Your assignment:
Copy all lines in the data that contain the string "attempts".

Collected data entries:
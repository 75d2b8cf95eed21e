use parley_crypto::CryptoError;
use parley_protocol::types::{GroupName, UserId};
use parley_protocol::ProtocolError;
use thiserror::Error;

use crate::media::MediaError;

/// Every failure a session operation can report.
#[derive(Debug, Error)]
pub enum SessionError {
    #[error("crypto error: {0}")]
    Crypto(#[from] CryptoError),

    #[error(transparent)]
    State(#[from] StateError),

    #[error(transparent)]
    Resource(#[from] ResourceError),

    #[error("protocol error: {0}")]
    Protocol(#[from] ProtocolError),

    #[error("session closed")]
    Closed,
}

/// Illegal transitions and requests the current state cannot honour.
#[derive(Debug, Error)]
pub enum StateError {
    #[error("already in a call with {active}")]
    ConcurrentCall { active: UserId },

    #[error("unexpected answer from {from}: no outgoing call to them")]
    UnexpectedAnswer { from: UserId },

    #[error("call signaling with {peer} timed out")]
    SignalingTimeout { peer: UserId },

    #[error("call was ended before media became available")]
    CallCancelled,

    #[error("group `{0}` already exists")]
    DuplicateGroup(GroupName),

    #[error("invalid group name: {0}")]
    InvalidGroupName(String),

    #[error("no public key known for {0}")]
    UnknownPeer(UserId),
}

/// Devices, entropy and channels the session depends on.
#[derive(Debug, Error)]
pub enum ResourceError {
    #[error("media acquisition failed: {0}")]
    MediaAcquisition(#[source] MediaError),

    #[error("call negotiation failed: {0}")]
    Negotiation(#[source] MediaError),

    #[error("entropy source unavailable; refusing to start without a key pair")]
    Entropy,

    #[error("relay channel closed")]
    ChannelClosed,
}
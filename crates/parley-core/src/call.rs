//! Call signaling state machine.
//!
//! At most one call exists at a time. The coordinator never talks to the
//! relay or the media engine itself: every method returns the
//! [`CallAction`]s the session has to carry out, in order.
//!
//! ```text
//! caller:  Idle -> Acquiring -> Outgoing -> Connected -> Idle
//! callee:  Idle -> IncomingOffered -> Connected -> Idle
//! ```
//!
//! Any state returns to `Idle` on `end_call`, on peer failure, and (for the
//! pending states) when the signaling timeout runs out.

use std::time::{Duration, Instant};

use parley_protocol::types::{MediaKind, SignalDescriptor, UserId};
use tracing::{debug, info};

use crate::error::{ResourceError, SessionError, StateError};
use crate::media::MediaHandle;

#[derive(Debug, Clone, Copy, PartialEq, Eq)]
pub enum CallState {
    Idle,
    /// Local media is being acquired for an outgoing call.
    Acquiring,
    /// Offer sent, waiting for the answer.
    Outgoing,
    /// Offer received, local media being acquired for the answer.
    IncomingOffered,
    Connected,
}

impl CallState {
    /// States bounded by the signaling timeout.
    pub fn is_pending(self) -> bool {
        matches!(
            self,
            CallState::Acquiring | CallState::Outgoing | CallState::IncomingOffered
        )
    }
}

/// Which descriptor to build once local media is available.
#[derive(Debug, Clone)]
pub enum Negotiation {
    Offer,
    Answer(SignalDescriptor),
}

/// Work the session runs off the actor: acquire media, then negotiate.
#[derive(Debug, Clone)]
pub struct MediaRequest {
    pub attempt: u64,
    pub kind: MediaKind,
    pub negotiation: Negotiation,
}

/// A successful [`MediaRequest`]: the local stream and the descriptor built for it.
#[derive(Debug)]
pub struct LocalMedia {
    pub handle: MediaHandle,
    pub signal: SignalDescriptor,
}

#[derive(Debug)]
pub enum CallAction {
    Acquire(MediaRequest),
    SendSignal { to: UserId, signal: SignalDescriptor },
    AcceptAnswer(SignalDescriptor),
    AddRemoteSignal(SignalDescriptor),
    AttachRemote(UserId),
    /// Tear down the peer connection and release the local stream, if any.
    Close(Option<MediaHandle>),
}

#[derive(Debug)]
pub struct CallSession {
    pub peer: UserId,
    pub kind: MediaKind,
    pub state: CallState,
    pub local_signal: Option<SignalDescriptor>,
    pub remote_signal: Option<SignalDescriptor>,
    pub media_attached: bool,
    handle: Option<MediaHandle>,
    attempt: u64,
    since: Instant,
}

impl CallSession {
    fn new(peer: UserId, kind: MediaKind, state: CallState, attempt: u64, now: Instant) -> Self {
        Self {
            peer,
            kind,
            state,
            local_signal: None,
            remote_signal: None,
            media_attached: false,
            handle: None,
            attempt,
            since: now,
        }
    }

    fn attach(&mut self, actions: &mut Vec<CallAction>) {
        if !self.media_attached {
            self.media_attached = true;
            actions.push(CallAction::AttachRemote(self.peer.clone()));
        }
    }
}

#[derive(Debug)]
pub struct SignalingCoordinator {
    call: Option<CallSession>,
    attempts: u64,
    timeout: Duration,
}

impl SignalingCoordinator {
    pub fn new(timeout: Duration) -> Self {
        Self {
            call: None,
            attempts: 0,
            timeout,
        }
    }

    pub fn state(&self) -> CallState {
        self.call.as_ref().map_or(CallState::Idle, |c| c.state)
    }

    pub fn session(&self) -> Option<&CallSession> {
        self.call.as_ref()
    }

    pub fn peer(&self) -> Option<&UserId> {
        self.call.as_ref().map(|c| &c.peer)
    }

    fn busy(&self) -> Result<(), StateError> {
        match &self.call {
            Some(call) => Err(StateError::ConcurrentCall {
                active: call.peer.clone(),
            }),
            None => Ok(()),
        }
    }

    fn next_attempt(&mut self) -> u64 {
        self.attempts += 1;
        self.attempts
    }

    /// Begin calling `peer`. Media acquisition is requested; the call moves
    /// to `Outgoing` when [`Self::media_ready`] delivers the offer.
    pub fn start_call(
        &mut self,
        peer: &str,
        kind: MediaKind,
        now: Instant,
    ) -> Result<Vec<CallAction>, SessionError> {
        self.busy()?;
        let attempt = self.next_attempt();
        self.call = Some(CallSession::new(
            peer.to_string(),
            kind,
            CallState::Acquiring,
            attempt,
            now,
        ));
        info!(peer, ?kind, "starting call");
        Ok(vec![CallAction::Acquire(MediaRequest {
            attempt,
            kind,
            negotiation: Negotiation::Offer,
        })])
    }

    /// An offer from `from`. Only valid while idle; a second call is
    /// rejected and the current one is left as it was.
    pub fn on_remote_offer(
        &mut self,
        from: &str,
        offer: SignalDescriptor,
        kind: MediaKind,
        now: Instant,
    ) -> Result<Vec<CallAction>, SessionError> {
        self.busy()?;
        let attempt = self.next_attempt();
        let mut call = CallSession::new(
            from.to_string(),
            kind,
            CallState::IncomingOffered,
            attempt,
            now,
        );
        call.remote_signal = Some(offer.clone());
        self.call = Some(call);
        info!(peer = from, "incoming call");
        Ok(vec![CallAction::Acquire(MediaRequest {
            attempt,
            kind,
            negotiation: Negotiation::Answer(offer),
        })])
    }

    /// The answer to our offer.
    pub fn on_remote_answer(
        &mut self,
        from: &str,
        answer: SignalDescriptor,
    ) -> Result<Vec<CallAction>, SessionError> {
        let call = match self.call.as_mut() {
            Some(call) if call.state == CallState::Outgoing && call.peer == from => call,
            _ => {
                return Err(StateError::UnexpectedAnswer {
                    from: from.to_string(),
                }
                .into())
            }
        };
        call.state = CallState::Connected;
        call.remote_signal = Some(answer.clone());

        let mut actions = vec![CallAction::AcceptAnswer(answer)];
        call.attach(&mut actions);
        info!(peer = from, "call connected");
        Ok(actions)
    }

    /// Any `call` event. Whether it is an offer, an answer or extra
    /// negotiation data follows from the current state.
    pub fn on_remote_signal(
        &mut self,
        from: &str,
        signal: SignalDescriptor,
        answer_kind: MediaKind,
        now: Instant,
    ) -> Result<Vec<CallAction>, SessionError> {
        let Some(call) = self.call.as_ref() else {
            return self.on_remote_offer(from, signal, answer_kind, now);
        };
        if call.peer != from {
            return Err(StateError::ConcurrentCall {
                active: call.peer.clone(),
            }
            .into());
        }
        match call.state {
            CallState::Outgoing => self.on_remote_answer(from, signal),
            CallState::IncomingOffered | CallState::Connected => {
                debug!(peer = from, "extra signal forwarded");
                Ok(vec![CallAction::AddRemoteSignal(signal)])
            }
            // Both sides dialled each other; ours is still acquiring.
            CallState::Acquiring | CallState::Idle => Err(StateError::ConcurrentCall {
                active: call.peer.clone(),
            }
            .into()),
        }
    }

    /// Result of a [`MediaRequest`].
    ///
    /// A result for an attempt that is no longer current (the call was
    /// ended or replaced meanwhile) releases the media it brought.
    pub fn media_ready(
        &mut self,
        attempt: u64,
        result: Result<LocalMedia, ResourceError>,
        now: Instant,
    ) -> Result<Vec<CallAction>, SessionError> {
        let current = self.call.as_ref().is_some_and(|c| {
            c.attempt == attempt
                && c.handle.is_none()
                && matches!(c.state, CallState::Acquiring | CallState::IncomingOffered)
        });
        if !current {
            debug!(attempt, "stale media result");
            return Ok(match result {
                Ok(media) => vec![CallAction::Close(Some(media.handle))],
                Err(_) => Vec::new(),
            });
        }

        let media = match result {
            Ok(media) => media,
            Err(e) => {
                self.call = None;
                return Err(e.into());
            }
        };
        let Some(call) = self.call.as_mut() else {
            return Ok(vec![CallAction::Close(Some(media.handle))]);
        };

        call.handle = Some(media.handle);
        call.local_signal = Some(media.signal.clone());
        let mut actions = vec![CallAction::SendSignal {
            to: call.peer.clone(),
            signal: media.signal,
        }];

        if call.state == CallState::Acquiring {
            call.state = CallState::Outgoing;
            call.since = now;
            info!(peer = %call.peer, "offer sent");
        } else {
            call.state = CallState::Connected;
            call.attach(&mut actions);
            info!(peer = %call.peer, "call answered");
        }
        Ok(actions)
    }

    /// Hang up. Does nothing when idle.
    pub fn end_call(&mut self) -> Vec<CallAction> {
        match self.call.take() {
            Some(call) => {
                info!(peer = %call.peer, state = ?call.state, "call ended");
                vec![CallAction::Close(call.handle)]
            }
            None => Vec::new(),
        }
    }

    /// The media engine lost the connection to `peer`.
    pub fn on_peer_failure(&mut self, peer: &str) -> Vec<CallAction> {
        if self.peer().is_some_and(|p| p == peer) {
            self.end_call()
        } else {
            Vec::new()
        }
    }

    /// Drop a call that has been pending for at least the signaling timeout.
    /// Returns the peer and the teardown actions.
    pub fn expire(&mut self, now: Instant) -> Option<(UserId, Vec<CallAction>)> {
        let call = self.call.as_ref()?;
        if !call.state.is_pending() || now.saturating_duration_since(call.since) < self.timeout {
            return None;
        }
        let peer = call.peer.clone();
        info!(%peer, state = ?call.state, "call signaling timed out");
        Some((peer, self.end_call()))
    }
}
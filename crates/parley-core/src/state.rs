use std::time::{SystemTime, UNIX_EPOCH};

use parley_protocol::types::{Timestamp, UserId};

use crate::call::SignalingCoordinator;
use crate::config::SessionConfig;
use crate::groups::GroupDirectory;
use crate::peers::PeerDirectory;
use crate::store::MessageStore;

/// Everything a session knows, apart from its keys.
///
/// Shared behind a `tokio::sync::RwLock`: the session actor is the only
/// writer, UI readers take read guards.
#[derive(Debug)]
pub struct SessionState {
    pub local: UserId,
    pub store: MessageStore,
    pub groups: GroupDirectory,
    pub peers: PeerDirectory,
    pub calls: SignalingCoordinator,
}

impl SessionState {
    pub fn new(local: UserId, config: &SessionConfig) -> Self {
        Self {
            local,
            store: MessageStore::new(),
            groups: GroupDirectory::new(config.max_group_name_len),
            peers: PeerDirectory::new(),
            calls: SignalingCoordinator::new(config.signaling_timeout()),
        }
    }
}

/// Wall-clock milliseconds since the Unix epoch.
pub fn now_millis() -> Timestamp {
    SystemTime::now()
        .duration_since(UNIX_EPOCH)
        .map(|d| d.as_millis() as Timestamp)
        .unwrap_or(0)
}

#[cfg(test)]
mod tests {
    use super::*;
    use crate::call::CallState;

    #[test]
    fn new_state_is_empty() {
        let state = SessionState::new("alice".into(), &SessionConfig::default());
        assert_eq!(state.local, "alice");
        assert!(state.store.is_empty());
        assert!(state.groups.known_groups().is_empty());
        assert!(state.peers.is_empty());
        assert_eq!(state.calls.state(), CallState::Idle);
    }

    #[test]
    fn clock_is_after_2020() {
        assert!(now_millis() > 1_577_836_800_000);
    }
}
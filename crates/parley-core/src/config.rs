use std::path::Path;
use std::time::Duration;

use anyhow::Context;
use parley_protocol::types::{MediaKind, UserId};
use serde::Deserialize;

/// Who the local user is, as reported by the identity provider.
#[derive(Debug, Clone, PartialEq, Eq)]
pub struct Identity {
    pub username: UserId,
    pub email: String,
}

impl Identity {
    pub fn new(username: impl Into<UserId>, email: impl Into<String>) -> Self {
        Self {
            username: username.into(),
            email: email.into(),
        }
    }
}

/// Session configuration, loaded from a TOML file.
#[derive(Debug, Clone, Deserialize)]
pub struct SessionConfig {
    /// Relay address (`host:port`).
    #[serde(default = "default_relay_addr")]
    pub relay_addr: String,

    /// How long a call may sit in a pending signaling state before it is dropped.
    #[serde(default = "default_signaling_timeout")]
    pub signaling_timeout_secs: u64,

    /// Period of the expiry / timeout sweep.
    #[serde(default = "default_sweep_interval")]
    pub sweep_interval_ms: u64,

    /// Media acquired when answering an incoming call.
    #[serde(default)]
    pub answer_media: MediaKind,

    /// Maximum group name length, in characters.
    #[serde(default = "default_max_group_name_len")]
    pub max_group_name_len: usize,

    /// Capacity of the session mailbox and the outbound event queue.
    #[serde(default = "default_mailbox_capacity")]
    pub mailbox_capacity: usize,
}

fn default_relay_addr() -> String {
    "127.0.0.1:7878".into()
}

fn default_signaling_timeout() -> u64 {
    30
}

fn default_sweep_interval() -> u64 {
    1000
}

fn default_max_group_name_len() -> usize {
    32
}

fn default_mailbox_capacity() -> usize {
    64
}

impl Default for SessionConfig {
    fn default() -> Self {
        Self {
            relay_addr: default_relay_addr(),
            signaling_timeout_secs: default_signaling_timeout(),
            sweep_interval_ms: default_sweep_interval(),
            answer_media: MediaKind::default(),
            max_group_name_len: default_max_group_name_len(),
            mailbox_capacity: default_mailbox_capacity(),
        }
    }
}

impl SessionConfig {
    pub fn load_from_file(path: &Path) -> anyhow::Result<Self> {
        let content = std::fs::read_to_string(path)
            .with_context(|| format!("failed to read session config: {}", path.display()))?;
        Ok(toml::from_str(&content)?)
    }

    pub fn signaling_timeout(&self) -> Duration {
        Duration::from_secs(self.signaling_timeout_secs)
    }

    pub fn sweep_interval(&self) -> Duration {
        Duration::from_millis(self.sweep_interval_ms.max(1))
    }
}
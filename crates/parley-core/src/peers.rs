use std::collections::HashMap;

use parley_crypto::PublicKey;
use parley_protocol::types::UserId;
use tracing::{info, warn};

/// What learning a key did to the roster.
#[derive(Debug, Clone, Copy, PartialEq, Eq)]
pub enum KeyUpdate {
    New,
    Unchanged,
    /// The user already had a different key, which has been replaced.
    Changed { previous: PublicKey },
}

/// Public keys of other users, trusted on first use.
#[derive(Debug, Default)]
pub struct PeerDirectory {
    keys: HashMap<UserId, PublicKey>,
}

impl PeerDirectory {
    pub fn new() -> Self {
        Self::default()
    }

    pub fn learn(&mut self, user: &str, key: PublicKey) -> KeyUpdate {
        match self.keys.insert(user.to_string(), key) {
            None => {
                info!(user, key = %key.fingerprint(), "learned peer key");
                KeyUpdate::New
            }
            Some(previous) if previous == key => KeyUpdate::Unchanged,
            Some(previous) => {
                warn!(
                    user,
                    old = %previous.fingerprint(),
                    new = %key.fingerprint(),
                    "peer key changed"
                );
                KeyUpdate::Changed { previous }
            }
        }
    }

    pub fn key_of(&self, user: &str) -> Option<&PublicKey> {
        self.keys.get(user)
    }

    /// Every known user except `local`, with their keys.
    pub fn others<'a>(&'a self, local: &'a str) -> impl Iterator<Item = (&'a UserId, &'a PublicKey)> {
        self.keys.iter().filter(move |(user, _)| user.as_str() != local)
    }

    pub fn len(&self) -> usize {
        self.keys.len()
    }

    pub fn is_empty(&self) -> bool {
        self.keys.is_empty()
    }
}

Solution to the exercise:
    attempts: u64,
            attempts: 0,
        self.attempts += 1;
        self.attempts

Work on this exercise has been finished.